There are no specific recommendations for dense breasts to guide men or their doctors. People need information about their breast density, says Ilana Richman, a general internist at Yale School of Medicine. “But the open question is what to do with that information,” he said, because of the lack of regulations.
Some notification states have suggested that people with dense breasts may benefit from supplemental screening with other imaging technology, such as MRI or ultrasound. With the new FDA rule, the notifications say that in some dense tissue, in addition to other imaging tests to find cancer. But density alone is not enough to bump someone into the highest risk category and require additional screening, says Karla Kerlikowske, a primary care physician and clinical epidemiologist at the University of California, San Francisco. “There are a lot of people who have dense breasts who are at low risk of breast cancer,” he said.

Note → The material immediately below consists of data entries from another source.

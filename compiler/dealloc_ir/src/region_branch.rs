//! Region-branch control flow: which regions an operation may enter, and
//! which values flow along each edge.
//!
//! Region-branch constructs are operations whose semantics is one or more
//! single-block regions executed either as mutually exclusive alternatives
//! (`If`) or repeatedly (`For`, `While`). Control enters a region from the
//! parent operation or from a region's terminator, and leaves to another
//! region or back to the parent's results.
//!
//! Every edge pairs the *predecessor operands* (what the source passes) with
//! the *successor values* (block arguments or parent results receiving them),
//! positionally. Trailing ownership indicators appended by the deallocation
//! transform flow along the same edges, so edges are computed from the
//! current operand/argument/result lists rather than from a fixed arity.

use smallvec::SmallVec;

use crate::function::Function;
use crate::ids::{OpId, ValueId};
use crate::ops::OpKind;

/// How the regions of a region-branch construct execute.
#[derive(Clone, Copy, Debug, PartialEq, Eq, Hash)]
pub enum BranchKind {
    /// Exactly one of the regions runs, once.
    Conditional,
    /// Regions may run zero or many times.
    Loop,
}

/// Returns the branch kind if `kind` is a region-branch construct.
pub fn branch_kind(kind: &OpKind) -> Option<BranchKind> {
    match kind {
        OpKind::If => Some(BranchKind::Conditional),
        OpKind::For | OpKind::While => Some(BranchKind::Loop),
        _ => None,
    }
}

/// Destination of a control-flow edge.
#[derive(Clone, Copy, Debug, PartialEq, Eq, Hash)]
pub enum EdgeTarget {
    /// Region `n` of the construct.
    Region(usize),
    /// Back to the parent operation (its results).
    Parent,
}

/// One control-flow edge of a region-branch construct.
#[derive(Clone, Debug, PartialEq, Eq)]
pub struct SuccessorEdge {
    pub target: EdgeTarget,
    /// Values passed by the source of the edge.
    pub predecessor_operands: Vec<ValueId>,
    /// Values receiving them at the target.
    pub successor_values: Vec<ValueId>,
}

impl SuccessorEdge {
    fn new(target: EdgeTarget, predecessor_operands: &[ValueId], successor_values: &[ValueId]) -> Self {
        SuccessorEdge {
            target,
            predecessor_operands: predecessor_operands.to_vec(),
            successor_values: successor_values.to_vec(),
        }
    }
}

/// Outgoing edges of a region-branch construct.
///
/// `from = None` asks for the edges taken on entry from the parent;
/// `from = Some(i)` asks for the edges leaving region `i` through its
/// terminator. Empty regions and non-region-branch operations have no edges.
pub fn successor_edges(func: &Function, op: OpId, from: Option<usize>) -> SmallVec<[SuccessorEdge; 2]> {
    let operands = func.operands(op);
    let results = func.results(op);
    let regions = func.regions(op);
    let region_args = |index: usize| regions.get(index).map_or(&[][..], |&r| func.region_args(r));
    // Operands of the terminator of region `index`.
    let terminator_operands = |index: usize| {
        regions
            .get(index)
            .and_then(|&r| func.region_blocks(r).first())
            .and_then(|&block| func.terminator(block))
            .map(|term| func.operands(term))
    };

    let mut edges = SmallVec::new();
    match (func.kind(op), from) {
        (OpKind::If, None) => {
            edges.push(SuccessorEdge::new(EdgeTarget::Region(0), &[], &[]));
            let else_empty = regions.get(1).map_or(true, |&r| func.region_blocks(r).is_empty());
            let target = if else_empty {
                EdgeTarget::Parent
            } else {
                EdgeTarget::Region(1)
            };
            edges.push(SuccessorEdge::new(target, &[], &[]));
        }
        (OpKind::If, Some(index)) => {
            if let Some(yielded) = terminator_operands(index) {
                edges.push(SuccessorEdge::new(EdgeTarget::Parent, yielded, results));
            }
        }
        (OpKind::For, None) => {
            let inits = operands.get(3..).unwrap_or(&[]);
            let iter_args = region_args(0).get(1..).unwrap_or(&[]);
            edges.push(SuccessorEdge::new(EdgeTarget::Region(0), inits, iter_args));
            edges.push(SuccessorEdge::new(EdgeTarget::Parent, inits, results));
        }
        (OpKind::For, Some(0)) => {
            if let Some(yielded) = terminator_operands(0) {
                let iter_args = region_args(0).get(1..).unwrap_or(&[]);
                edges.push(SuccessorEdge::new(EdgeTarget::Region(0), yielded, iter_args));
                edges.push(SuccessorEdge::new(EdgeTarget::Parent, yielded, results));
            }
        }
        (OpKind::While, None) => {
            edges.push(SuccessorEdge::new(EdgeTarget::Region(0), operands, region_args(0)));
        }
        (OpKind::While, Some(0)) => {
            if let Some(cond_operands) = terminator_operands(0) {
                let forwarded = cond_operands.get(1..).unwrap_or(&[]);
                edges.push(SuccessorEdge::new(EdgeTarget::Region(1), forwarded, region_args(1)));
                edges.push(SuccessorEdge::new(EdgeTarget::Parent, forwarded, results));
            }
        }
        (OpKind::While, Some(1)) => {
            if let Some(yielded) = terminator_operands(1) {
                edges.push(SuccessorEdge::new(EdgeTarget::Region(0), yielded, region_args(0)));
            }
        }
        _ => {}
    }
    edges
}
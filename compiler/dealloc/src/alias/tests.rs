use dealloc_ir::ValueId;
use pretty_assertions::assert_eq;
use proptest::prelude::*;

use super::AliasRegistry;

fn v(n: u32) -> ValueId {
    ValueId::new(n)
}

#[test]
fn unseen_values_are_singletons() {
    let mut aliases = AliasRegistry::new();
    assert!(aliases.equivalent(v(7), v(7)));
    assert!(!aliases.equivalent(v(7), v(8)));
    assert_eq!(aliases.leader(v(12)), v(12));
}

#[test]
fn union_is_transitive() {
    let mut aliases = AliasRegistry::new();
    aliases.union(v(1), v(2));
    aliases.union(v(3), v(2));
    assert!(aliases.equivalent(v(1), v(3)));
    assert_eq!(aliases.leader(v(1)), aliases.leader(v(3)));
    assert!(!aliases.equivalent(v(1), v(4)));
}

#[test]
fn repeated_union_is_a_no_op() {
    let mut aliases = AliasRegistry::new();
    aliases.union(v(1), v(2));
    let leader = aliases.leader(v(2));
    aliases.union(v(2), v(1));
    aliases.union(v(1), v(1));
    assert_eq!(aliases.leader(v(1)), leader);
}

#[test]
fn set_indicator_records_and_merges() {
    let mut aliases = AliasRegistry::new();
    aliases.set_indicator(v(5), v(9));
    assert_eq!(aliases.indicator_of(v(5)), Some(v(9)));
    assert!(aliases.equivalent(v(5), v(9)));

    aliases.set_indicator(v(5), v(10));
    assert_eq!(aliases.indicator_of(v(5)), Some(v(10)));
    assert!(aliases.equivalent(v(9), v(10)));
}

#[test]
fn take_indicator_keeps_the_class() {
    let mut aliases = AliasRegistry::new();
    aliases.set_indicator(v(0), v(1));
    assert_eq!(aliases.take_indicator(v(0)), Some(v(1)));
    assert_eq!(aliases.take_indicator(v(0)), None);
    assert_eq!(aliases.indicator_of(v(0)), None);
    assert!(aliases.equivalent(v(0), v(1)));
}

/// Naive reference: relabel every member of one class on each union.
fn model_union(labels: &mut [u32], a: usize, b: usize) {
    let (from, to) = (labels[a], labels[b]);
    for label in labels.iter_mut() {
        if *label == from {
            *label = to;
        }
    }
}

proptest! {
    #![proptest_config(ProptestConfig {
        cases: 256,
        ..ProptestConfig::default()
    })]

    /// Once merged, values stay merged; the classes match a naive model.
    #[test]
    fn unions_are_monotone(pairs in prop::collection::vec((0u32..24, 0u32..24), 0..48)) {
        let mut aliases = AliasRegistry::new();
        let mut labels: Vec<u32> = (0..24).collect();
        let mut merged: Vec<(u32, u32)> = Vec::new();

        for (a, b) in pairs {
            aliases.union(v(a), v(b));
            model_union(&mut labels, a as usize, b as usize);
            merged.push((a, b));
            for &(x, y) in &merged {
                prop_assert!(aliases.equivalent(v(x), v(y)));
            }
        }

        for x in 0..24u32 {
            for y in 0..24u32 {
                prop_assert_eq!(
                    aliases.equivalent(v(x), v(y)),
                    labels[x as usize] == labels[y as usize]
                );
            }
        }
    }
}
use dealloc_ir::ValueId;
use pretty_assertions::assert_eq;
use smallvec::smallvec;

use crate::alias::AliasRegistry;
use crate::transform::OwnedSet;

use super::{plan_escapes, EscapeGroup};

fn v(n: u32) -> ValueId {
    ValueId::new(n)
}

#[test]
fn one_owned_one_escaping_is_direct() {
    let mut aliases = AliasRegistry::new();
    aliases.set_indicator(v(1), v(2));
    let owned: OwnedSet = [v(2)].into_iter().collect();

    let groups = plan_escapes(&mut aliases, &[v(1)], &owned);

    assert_eq!(groups.len(), 1);
    assert!(groups[0].is_direct());
    assert_eq!(groups[0].owned.as_slice(), &[v(2)]);
}

#[test]
fn duplicate_escapes_keep_their_positions() {
    let mut aliases = AliasRegistry::new();
    aliases.set_indicator(v(1), v(2));
    let owned: OwnedSet = [v(2)].into_iter().collect();

    let groups = plan_escapes(&mut aliases, &[v(1), v(5), v(1)], &owned);

    assert_eq!(groups.len(), 2);
    assert_eq!(
        groups[0],
        EscapeGroup {
            leader: aliases.leader(v(1)),
            escaping: smallvec![(0, v(1)), (2, v(1))],
            owned: smallvec![v(2)],
        }
    );
    assert!(!groups[0].is_direct());
    assert_eq!(groups[1].escaping.as_slice(), &[(1, v(5))]);
    assert!(groups[1].owned.is_empty());
}

#[test]
fn aliased_owners_merge_into_one_group() {
    let mut aliases = AliasRegistry::new();
    aliases.set_indicator(v(1), v(2));
    aliases.set_indicator(v(3), v(4));
    // v(5) merges both allocations, like a loop result would.
    aliases.union(v(5), v(1));
    aliases.union(v(5), v(3));
    let owned: OwnedSet = [v(2), v(4), v(9)].into_iter().collect();

    let groups = plan_escapes(&mut aliases, &[v(5)], &owned);

    assert_eq!(groups.len(), 1);
    assert_eq!(groups[0].owned.as_slice(), &[v(2), v(4)]);
    assert!(!groups[0].is_direct());
}
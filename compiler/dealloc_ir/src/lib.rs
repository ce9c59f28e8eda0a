//! Host program representation for the ownership deallocation transform.
//!
//! This crate provides:
//!
//! - **Arenas** ([`Function`], [`Module`]): values, operations, blocks and
//!   regions of one routine, named by [`ValueId`], [`OpId`], [`BlockId`] and
//!   [`RegionId`].
//!
//! - **Operation kinds** ([`OpKind`]): a closed set of memory, control-flow
//!   and ownership operations, plus [`Generic`](OpKind::Generic) operations
//!   that declare their allocate/free effects ([`EffectSpec`]).
//!
//! - **Region-branch edges** ([`successor_edges`]): which values flow from
//!   a construct into its regions and back out, positionally.
//!
//! - **Construction and inspection** ([`Builder`], `Display` for
//!   [`Function`], [`verify_function`]).
//!
//! # Design
//!
//! Regions of structured control flow (`If`, `For`, `While`) hold exactly
//! one block, in the style of MLIR's `scf` dialect. A routine owns all of
//! its entities, so routines are independent and can be transformed on
//! separate threads.

mod builder;
mod function;
mod ids;
mod ops;
mod print;
mod region_branch;
mod types;
mod verify;

pub use builder::{Builder, ForOp, IfOp, WhileOp};
pub use function::{
    BlockData, Function, InsertPoint, Module, OpData, RegionData, ValueData, ValueDef,
};
pub use ids::{BlockId, OpId, RegionId, ValueId};
pub use ops::{EffectKind, EffectSpec, MemoryEffect, OpKind};
pub use region_branch::{branch_kind, successor_edges, BranchKind, EdgeTarget, SuccessorEdge};
pub use types::{ElemType, Type};
pub use verify::{verify_function, VerifyError};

Ideally, the notification of a dense breast would lead to a discussion with the doctor about the different risks of cancer, to understand a person’s overall risk. However, there is a limited period of primary visitation in the United States. “We don’t have a system that allows enough time for that nuanced discussion,” says Christina Chapman, a radiation oncologist and equity researcher at Baylor College of Medicine in Houston.
Plus, the conversation should be done with people who also don’t have dense breasts, who may still be at high risk. “The focus on chest density distracts in some ways from the idea that risk is multidimensional,” says Richman.
Many women who develop breast cancer have no apparent risk factors, Planetz says, which is why screening mammograms are so important. “We screen” [everyone] because it must.”